I mean, his eye drops had to come from somewhere and we know Monarch doesn't have the tech to make a medication that works that well, otherwise Paul would be using them instead of the breathing treatments that are losing their effectiveness.
 
I finished the game a couple of days ago and working my way through a second time to explore other branches of the story and obtain collectibles. I just finished the act where Paul kills Beth and noticed something I thought was telling. Paul pulls the gun on her and Beth says "you can't" right before Paul shoots her. Kind of an odd thing to say, but given her experience and beliefs in time travel, I'm led to believe that she believes she couldn't die at that point in time. Perhaps she has already seen her future self. This could lend some credence towards jack saving her, or perhaps I'm reading into it too much.
 

TheKeyPit

Banned
I finished the game a couple of days ago and working my way through a second time to explore other branches of the story and obtain collectibles. I just finished the act where Paul kills Beth and noticed something I thought was telling. Paul pulls the gun on her and Beth says "you can't" right before Paul shoots her. Kind of an odd thing to say, but given her experience and beliefs in time travel, I'm led to believe that she believes she couldn't die at that point in time. Perhaps she has already seen her future self. This could lend some credence towards jack saving her, or perhaps I'm reading into it too much.

When meeting Beth in the past you can see Beth's painting that illustrates how she met her younger self. She knew from that point on, when she met herself, that she can die every moment.

"You can't..."
I think she wanted to say something like "You can't change anything" or "You can't fix it". She probably wanted to say more, but he cut her off.
 
Beat my first run last night. This is probably the best time travel fiction I've encountered. I would really like to see a sequel, but it seems like Remedy is moving towards smaller scale projects since this game, at least from what I've heard, didn't sell too well. Also squashes any hope for seeing an Alan Wake sequel. :(

Hatch is the most interesting character for me. In the message he leaves for Jack, he mentions that he encountered a naturally occurring time corridor in a cave. Where would he find such an occurrence to begin with? I'm very curious to see where this could be taken.

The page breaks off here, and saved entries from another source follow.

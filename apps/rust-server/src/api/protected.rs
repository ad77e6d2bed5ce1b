// SPDX-License-Identifier: AGPL-3.0-or-later
//
// Copyright (C) 2026 Relational Network

//! Protected endpoint.

use axum::Json;

use crate::auth::Auth;
use crate::models::{ErrorResponse, ProtectedResponse};

/// Echo the caller's verified identity.
///
/// Requires `Authorization: Bearer <ID token>` issued by the configured
/// Zitadel instance for this client.
#[utoipa::path(
    get,
    path = "/protected",
    tag = "Auth",
    security(("oauth2" = ["openid", "profile", "email"])),
    responses(
        (status = 200, description = "Token verified", body = ProtectedResponse),
        (status = 401, description = "Missing, opaque, or invalid token", body = ErrorResponse),
        (status = 503, description = "Identity provider keys unavailable", body = ErrorResponse),
    )
)]
pub async fn protected_route(Auth(claims): Auth) -> Json<ProtectedResponse> {
    tracing::info!(sub = claims.subject().unwrap_or_default(), "Protected route accessed");
    Json(claims.into())
}
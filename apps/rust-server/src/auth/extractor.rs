// SPDX-License-Identifier: AGPL-3.0-or-later
//
// Copyright (C) 2026 Relational Network

//! Axum extractor for verified bearer tokens.
//!
//! Use the `Auth` extractor in handlers to require a valid ID token:
//!
//! ```rust,ignore
//! async fn my_handler(Auth(claims): Auth) -> impl IntoResponse {
//!     // claims is the verified ClaimSet
//! }
//! ```

use axum::{
    extract::FromRequestParts,
    http::{
        header::{AUTHORIZATION, WWW_AUTHENTICATE},
        request::Parts,
        HeaderValue, StatusCode,
    },
    response::{IntoResponse, Response},
    Json,
};
use serde::Serialize;

use super::{ClaimSet, VerificationError};
use crate::state::AppState;

/// Rejection for [`Auth`].
#[derive(Debug)]
pub enum AuthRejection {
    /// No `Authorization: Bearer ...` header
    NotAuthenticated,
    /// A bearer token was presented but did not verify
    Verification(VerificationError),
}

#[derive(Serialize)]
struct NotAuthenticatedBody {
    detail: &'static str,
}

impl IntoResponse for AuthRejection {
    fn into_response(self) -> Response {
        match self {
            AuthRejection::NotAuthenticated => {
                let body = Json(NotAuthenticatedBody {
                    detail: "Not authenticated",
                });
                let mut response = (StatusCode::UNAUTHORIZED, body).into_response();
                response
                    .headers_mut()
                    .insert(WWW_AUTHENTICATE, HeaderValue::from_static("Bearer"));
                response
            }
            AuthRejection::Verification(err) => err.into_response(),
        }
    }
}

impl From<VerificationError> for AuthRejection {
    fn from(err: VerificationError) -> Self {
        AuthRejection::Verification(err)
    }
}

/// Extract the credentials from an `Authorization` header value.
///
/// The scheme is matched case-insensitively. A `Bearer` header with no
/// credential yields `Some("")`, which the verifier rejects as an opaque
/// token; any other scheme yields `None`.
pub fn bearer_token(header: &str) -> Option<&str> {
    let header = header.trim();
    let (scheme, credentials) = header.split_once(' ').unwrap_or((header, ""));
    scheme
        .eq_ignore_ascii_case("bearer")
        .then(|| credentials.trim())
}

/// Extractor for verified ID-token claims.
///
/// Verification runs through [`AppState::verifier`], so every request pays
/// whatever key-set policy the verifier was built with.
pub struct Auth(pub ClaimSet);

impl FromRequestParts<AppState> for Auth {
    type Rejection = AuthRejection;

    async fn from_request_parts(
        parts: &mut Parts,
        state: &AppState,
    ) -> Result<Self, Self::Rejection> {
        let token = parts
            .headers
            .get(AUTHORIZATION)
            .and_then(|value| value.to_str().ok())
            .and_then(bearer_token)
            .ok_or(AuthRejection::NotAuthenticated)?;

        let claims = state.verifier.verify(token).await?;
        Ok(Auth(claims))
    }
}

#[cfg(test)]
mod tests {
    use super::*;
    use crate::auth::test_support::{sign, valid_claims, StaticKeyProvider, TEST_KID};
    use crate::auth::test_support::{fixture_jwks, settings};
    use crate::auth::TokenVerifier;
    use crate::config::AppConfig;
    use axum::http::Request;
    use std::sync::Arc;

    fn test_state() -> AppState {
        let verifier = TokenVerifier::new(
            settings(),
            Arc::new(StaticKeyProvider::new(fixture_jwks())),
        );
        AppState::new(AppConfig::for_tests(), verifier)
    }

    fn parts_with_auth(value: Option<&str>) -> Parts {
        let mut builder = Request::builder().uri("/protected");
        if let Some(value) = value {
            builder = builder.header(AUTHORIZATION, value);
        }
        builder.body(()).unwrap().into_parts().0
    }

    #[test]
    fn bearer_token_parsing() {
        assert_eq!(bearer_token("Bearer abc.def.ghi"), Some("abc.def.ghi"));
        assert_eq!(bearer_token("bearer abc"), Some("abc"));
        assert_eq!(bearer_token("BEARER   abc  "), Some("abc"));
        assert_eq!(bearer_token("Basic dXNlcjpwYXNz"), None);
        assert_eq!(bearer_token("Bearer"), Some(""));
        assert_eq!(bearer_token("Bearer    "), Some(""));
        assert_eq!(bearer_token(""), None);
        assert_eq!(bearer_token("Bearerabc"), None);
    }

    #[tokio::test]
    async fn auth_extractor_requires_auth_header() {
        let state = test_state();
        let mut parts = parts_with_auth(None);

        let result = Auth::from_request_parts(&mut parts, &state).await;
        assert!(matches!(result, Err(AuthRejection::NotAuthenticated)));
    }

    #[tokio::test]
    async fn auth_extractor_rejects_other_schemes() {
        let state = test_state();
        let mut parts = parts_with_auth(Some("Basic dXNlcjpwYXNz"));

        let result = Auth::from_request_parts(&mut parts, &state).await;
        assert!(matches!(result, Err(AuthRejection::NotAuthenticated)));
    }

    #[tokio::test]
    async fn auth_extractor_succeeds_with_signed_token() {
        let state = test_state();
        let token = sign(&valid_claims(), TEST_KID);
        let mut parts = parts_with_auth(Some(&format!("Bearer {token}")));

        let Auth(claims) = Auth::from_request_parts(&mut parts, &state)
            .await
            .unwrap();
        assert_eq!(claims.subject(), Some("u1"));
    }

    #[tokio::test]
    async fn auth_extractor_surfaces_verification_error() {
        let state = test_state();
        let mut parts = parts_with_auth(Some("Bearer opaque-access-token"));

        let result = Auth::from_request_parts(&mut parts, &state).await;
        assert!(matches!(
            result,
            Err(AuthRejection::Verification(VerificationError::OpaqueToken))
        ));
    }

    #[tokio::test]
    async fn empty_bearer_credential_is_verified_as_opaque() {
        let state = test_state();
        let mut parts = parts_with_auth(Some("Bearer "));

        let result = Auth::from_request_parts(&mut parts, &state).await;
        assert!(matches!(
            result,
            Err(AuthRejection::Verification(VerificationError::OpaqueToken))
        ));
    }

    #[tokio::test]
    async fn not_authenticated_response() {
        let response = AuthRejection::NotAuthenticated.into_response();
        assert_eq!(response.status(), StatusCode::UNAUTHORIZED);
        assert_eq!(response.headers()[WWW_AUTHENTICATE], "Bearer");

        let bytes = axum::body::to_bytes(response.into_body(), usize::MAX)
            .await
            .unwrap();
        assert_eq!(bytes.as_ref(), br#"{"detail":"Not authenticated"}"#);
    }
}
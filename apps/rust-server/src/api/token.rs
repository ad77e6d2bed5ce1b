// SPDX-License-Identifier: AGPL-3.0-or-later
//
// Copyright (C) 2026 Relational Network

use axum::Json;

use crate::models::MessageResponse;

/// Token endpoint placeholder.
///
/// Tokens are issued by Zitadel; clients obtain them through the
/// authorization-code flow advertised in the OpenAPI document.
#[utoipa::path(
    get,
    path = "/token",
    tag = "Auth",
    responses(
        (status = 200, description = "Placeholder", body = MessageResponse)
    )
)]
pub async fn get_token() -> Json<MessageResponse> {
    Json(MessageResponse::new("Token endpoint"))
}
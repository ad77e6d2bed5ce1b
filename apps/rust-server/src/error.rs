// SPDX-License-Identifier: AGPL-3.0-or-later
//
// Copyright (C) 2026 Relational Network

//! Plain HTTP errors rendered as `{"detail": ...}`.
//!
//! Token failures carry their own rendering in [`crate::auth::VerificationError`];
//! this type covers everything outside the auth path.

use axum::{
    http::{StatusCode, Uri},
    response::{IntoResponse, Response},
    Json,
};

use crate::models::ErrorResponse;

#[derive(Debug)]
pub struct ApiError {
    pub status: StatusCode,
    pub detail: String,
}

impl ApiError {
    pub fn new(status: StatusCode, detail: impl Into<String>) -> Self {
        Self {
            status,
            detail: detail.into(),
        }
    }

    pub fn not_found() -> Self {
        Self::new(StatusCode::NOT_FOUND, "Not Found")
    }
}

impl IntoResponse for ApiError {
    fn into_response(self) -> Response {
        let body = Json(ErrorResponse {
            detail: self.detail,
        });
        (self.status, body).into_response()
    }
}

/// Router fallback for unmatched paths.
pub async fn not_found(uri: Uri) -> ApiError {
    tracing::debug!(path = %uri.path(), "No route matched");
    ApiError::not_found()
}
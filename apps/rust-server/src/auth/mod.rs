// SPDX-License-Identifier: AGPL-3.0-or-later
//
// Copyright (C) 2026 Relational Network

//! # Authentication Module
//!
//! Bearer-token verification for the API. Login itself happens at the
//! Zitadel identity provider.
//!
//! ## Auth Flow
//!
//! 1. Client runs the authorization-code + PKCE flow against Zitadel
//!    (Swagger UI at `/docs` is preconfigured for it)
//! 2. Client sends `Authorization: Bearer <ID token>`
//! 3. Server:
//!    - Rejects anything that is not a three-segment JWT (opaque access
//!      tokens are a distinct error)
//!    - Fetches the Zitadel JWKS via HTTPS
//!    - Verifies the RS256 signature, `exp`/`nbf`, issuer, and audience
//!    - Hands the full claim set to the handler
//!
//! ## Security
//!
//! - Algorithm allow-list is exactly RS256
//! - Audience and issuer must match exactly
//! - JWKS fetches are bounded by a timeout
//! - JWKS caching is opt-in ([`KeySetPolicy`])

pub mod claims;
pub mod error;
pub mod extractor;
pub mod jwks;
pub mod verifier;

#[cfg(test)]
pub(crate) mod test_support;

pub use claims::ClaimSet;
pub use error::{InvalidTokenKind, VerificationError};
pub use extractor::{Auth, AuthRejection};
pub use jwks::{CachedKeyProvider, HttpKeyProvider, KeyProvider, KeySetPolicy};
pub use verifier::{TokenVerifier, VerifierSettings};
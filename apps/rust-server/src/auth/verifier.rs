// SPDX-License-Identifier: AGPL-3.0-or-later
//
// Copyright (C) 2026 Relational Network

//! Bearer-token verification against the identity provider's JWKS.
//!
//! ## Pipeline
//!
//! 1. Structural check: exactly three dot-separated segments, otherwise the
//!    caller sent an opaque access token
//! 2. Header decode: read `kid` without verifying anything
//! 3. Key retrieval from the [`KeyProvider`]
//! 4. Key selection: first key whose `kid` matches (provider order wins on
//!    duplicates)
//! 5. Signature and claims: RS256 only, exact `aud` and `iss`, `exp`
//!    required, `nbf` honoured
//!
//! Each call is independent and short-circuits on the first failure.

use std::sync::Arc;

use jsonwebtoken::jwk::{Jwk, JwkSet};
use jsonwebtoken::{decode, decode_header, Algorithm, DecodingKey, Validation};

use super::claims::ClaimSet;
use super::error::{InvalidTokenKind, VerificationError};
use super::jwks::KeyProvider;

/// Clock skew tolerance. Zero: a token is rejected once `exp` has passed.
pub const DEFAULT_CLOCK_SKEW_LEEWAY: u64 = 0;

/// The only accepted signature algorithm.
const ALLOWED_ALGORITHM: Algorithm = Algorithm::RS256;

/// Expected token values, fixed at startup.
#[derive(Debug, Clone, PartialEq, Eq)]
pub struct VerifierSettings {
    /// Expected `aud` (the Zitadel client id)
    pub audience: String,
    /// Expected `iss` (the Zitadel instance URL)
    pub issuer: String,
    /// Leeway applied to `exp` and `nbf`, in seconds
    pub leeway_secs: u64,
}

impl VerifierSettings {
    pub fn new(audience: impl Into<String>, issuer: impl Into<String>) -> Self {
        Self {
            audience: audience.into(),
            issuer: issuer.into(),
            leeway_secs: DEFAULT_CLOCK_SKEW_LEEWAY,
        }
    }

    pub fn with_leeway(mut self, leeway_secs: u64) -> Self {
        self.leeway_secs = leeway_secs;
        self
    }

    fn validation(&self) -> Validation {
        let mut validation = Validation::new(ALLOWED_ALGORITHM);
        validation.set_audience(&[&self.audience]);
        validation.set_issuer(&[&self.issuer]);
        validation.set_required_spec_claims(&["exp", "aud", "iss"]);
        validation.validate_nbf = true;
        validation.leeway = self.leeway_secs;
        validation
    }
}

/// Verifies bearer tokens.
#[derive(Clone)]
pub struct TokenVerifier {
    settings: VerifierSettings,
    validation: Validation,
    keys: Arc<dyn KeyProvider>,
}

impl TokenVerifier {
    pub fn new(settings: VerifierSettings, keys: Arc<dyn KeyProvider>) -> Self {
        let validation = settings.validation();
        Self {
            settings,
            validation,
            keys,
        }
    }

    pub fn settings(&self) -> &VerifierSettings {
        &self.settings
    }

    /// Verify `token` and return its claims.
    pub async fn verify(&self, token: &str) -> Result<ClaimSet, VerificationError> {
        match self.verify_inner(token).await {
            Ok(claims) => {
                tracing::debug!(
                    sub = claims.subject().unwrap_or_default(),
                    expires_at = ?claims.expires_at(),
                    "Token verified"
                );
                Ok(claims)
            }
            Err(err) => {
                match &err {
                    VerificationError::OpaqueToken => tracing::warn!(
                        "Opaque token received; client must request an ID token instead of an access token"
                    ),
                    VerificationError::KeyNotFound { kid } => {
                        tracing::warn!(%kid, "Token verification failed: key not found")
                    }
                    VerificationError::InvalidToken { kind, detail } => {
                        tracing::warn!(%kind, %detail, "Token verification failed")
                    }
                    other => tracing::warn!(
                        error_code = other.error_code(),
                        error = %other,
                        "Token verification failed"
                    ),
                }
                Err(err)
            }
        }
    }

    async fn verify_inner(&self, token: &str) -> Result<ClaimSet, VerificationError> {
        if !is_compact_jws(token) {
            return Err(VerificationError::OpaqueToken);
        }

        let header =
            decode_header(token).map_err(|e| VerificationError::MalformedHeader(e.to_string()))?;
        let kid = header
            .kid
            .ok_or_else(|| VerificationError::MalformedHeader("missing kid".to_string()))?;
        tracing::debug!(%kid, alg = ?header.alg, "Decoded token header");

        let jwks = self.keys.key_set().await?;
        let jwk = match select_key(&jwks, &kid) {
            Some(jwk) => jwk.clone(),
            None => match self.keys.refresh_after_miss().await {
                Some(refreshed) => {
                    let refreshed: Arc<JwkSet> = refreshed?;
                    select_key(&refreshed, &kid)
                        .cloned()
                        .ok_or(VerificationError::KeyNotFound { kid })?
                }
                None => return Err(VerificationError::KeyNotFound { kid }),
            },
        };

        let key = DecodingKey::from_jwk(&jwk)
            .map_err(|e| VerificationError::invalid(InvalidTokenKind::Key, e.to_string()))?;

        let data = decode::<ClaimSet>(token, &key, &self.validation)?;
        Ok(data.claims)
    }
}

/// A compact JWS has exactly two `.` delimiters.
fn is_compact_jws(token: &str) -> bool {
    token.bytes().filter(|b| *b == b'.').count() == 2
}

/// First key whose `kid` matches; provider order breaks ties.
fn select_key<'a>(jwks: &'a JwkSet, kid: &str) -> Option<&'a Jwk> {
    jwks.keys
        .iter()
        .find(|k| k.common.key_id.as_deref() == Some(kid))
}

Was the cause for the acceleration towards the End of Time event ever mentioned? Looking at the timeline in Paul's office, it's supposed to occur in 2021, but the increased incidence of stutters implied that it would be occurring much earlier than expected until Will's countermeasure is utilized, which probably only delayed the event more than anything.

Seeing Jack entering the Junction-shifter phase is pretty cool. Would definitely like to see the outcome(s) of that.

Also: Beth's outcome is soul crushing. I would like to see a positive resolution for her.
 

rtcn63

Member
∀ Narayan;219529229 said:
Hatch is the most interesting character for me. In the message he leaves for Jack, he mentions that he encountered a naturally occurring time corridor in a cave. Where would he find such an occurrence to begin with? I'm very curious to see where this could be taken.

Have you watched the movie
Devil's Pass?
 

TheKeyPit

Banned
∀ Narayan;219529229 said:
Beat my first run last night. This is probably the best time travel fiction I've encountered. I would really like to see a sequel, but it seems like Remedy is moving towards smaller scale projects since this game, at least from what I've heard, didn't sell too well. Also squashes any hope for seeing an Alan Wake sequel. :(

It is. Now, get the god damn book and read it :)
 

Teggy

Member
So I finished the game this weekend. There's a bunch in the story that makes no sense, but most of all, why is Hatch bulletproof in his body but not in his face?